TASK DESCRIPTION:
List all lines of the data containing the word "quantity".

INPUT RECORDS:
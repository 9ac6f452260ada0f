//! Semantic input validation for tool parameters.
//!
//! Type and presence checks happen against the tool definition before a
//! handler runs; these checks cover value ranges and formats.

use crate::types::{Error, Result};

/// Payment modes accepted at checkout.
pub const PAYMENT_MODES: &[&str] = &["upi", "cod"];

/// Validate that a string is not empty.
pub fn validate_non_empty(s: &str, field: &str) -> Result<()> {
    if s.trim().is_empty() {
        return Err(Error::validation(format!("{} cannot be empty", field)));
    }
    Ok(())
}

/// Validate a resource ID that ends up as one URL path segment.
///
/// Blank IDs and the dot segments `.`/`..` would address a different route.
pub fn validate_id(id: &str, field: &str) -> Result<()> {
    validate_non_empty(id, field)?;
    if matches!(id.trim(), "." | "..") {
        return Err(Error::validation(format!("{} is not a valid ID: '{}'", field, id)));
    }
    Ok(())
}

/// Validate a cart quantity is within `1..=max`.
pub fn validate_quantity(quantity: i64, max: u32) -> Result<u32> {
    if quantity < 1 || quantity > i64::from(max) {
        return Err(Error::validation(format!(
            "quantity must be between 1 and {}, got {}",
            max, quantity
        )));
    }
    Ok(quantity as u32)
}

/// Validate a quantity update: `0` (remove) through `max`.
pub fn validate_quantity_update(quantity: i64, max: u32) -> Result<u32> {
    if quantity == 0 {
        return Ok(0);
    }
    validate_quantity(quantity, max)
}

/// Validate a page number or page size.
pub fn validate_positive(n: i64, field: &str) -> Result<u32> {
    if n < 1 || n > i64::from(u32::MAX) {
        return Err(Error::validation(format!("{} must be positive", field)));
    }
    Ok(n as u32)
}

/// Validate a 6-digit postal code not starting with 0.
pub fn validate_pincode(pincode: &str) -> Result<()> {
    let valid = pincode.len() == 6
        && pincode.chars().all(|c| c.is_ascii_digit())
        && !pincode.starts_with('0');
    if !valid {
        return Err(Error::validation(format!(
            "pincode must be 6 digits, got '{}'",
            pincode
        )));
    }
    Ok(())
}

/// Validate a 10-digit mobile number starting with 6-9.
pub fn validate_phone(phone: &str) -> Result<()> {
    let valid = phone.len() == 10
        && phone.chars().all(|c| c.is_ascii_digit())
        && matches!(phone.chars().next(), Some('6'..='9'));
    if !valid {
        return Err(Error::validation(format!(
            "phone must be a 10-digit mobile number starting with 6-9, got '{}'",
            phone
        )));
    }
    Ok(())
}

/// Validate a payment mode.
pub fn validate_payment_mode(mode: &str) -> Result<()> {
    if !PAYMENT_MODES.contains(&mode) {
        return Err(Error::validation(format!(
            "payment_mode must be one of: {}, got '{}'",
            PAYMENT_MODES.join(", "),
            mode
        )));
    }
    Ok(())
}

/// Validate a price range where both bounds are non-negative and ordered.
pub fn validate_price_range(min: Option<f64>, max: Option<f64>) -> Result<()> {
    if min.is_some_and(|v| v < 0.0) || max.is_some_and(|v| v < 0.0) {
        return Err(Error::validation("prices cannot be negative"));
    }
    if let (Some(min), Some(max)) = (min, max) {
        if min > max {
            return Err(Error::validation(format!(
                "min_price ({}) exceeds max_price ({})",
                min, max
            )));
        }
    }
    Ok(())
}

SOLUTION TO THIS PROBLEM:
/// Validate a cart quantity is within `1..=max`.
pub fn validate_quantity(quantity: i64, max: u32) -> Result<u32> {
    if quantity < 1 || quantity > i64::from(max) {
            "quantity must be between 1 and {}, got {}",
            max, quantity
    Ok(quantity as u32)
/// Validate a quantity update: `0` (remove) through `max`.
pub fn validate_quantity_update(quantity: i64, max: u32) -> Result<u32> {
    if quantity == 0 {
    validate_quantity(quantity, max)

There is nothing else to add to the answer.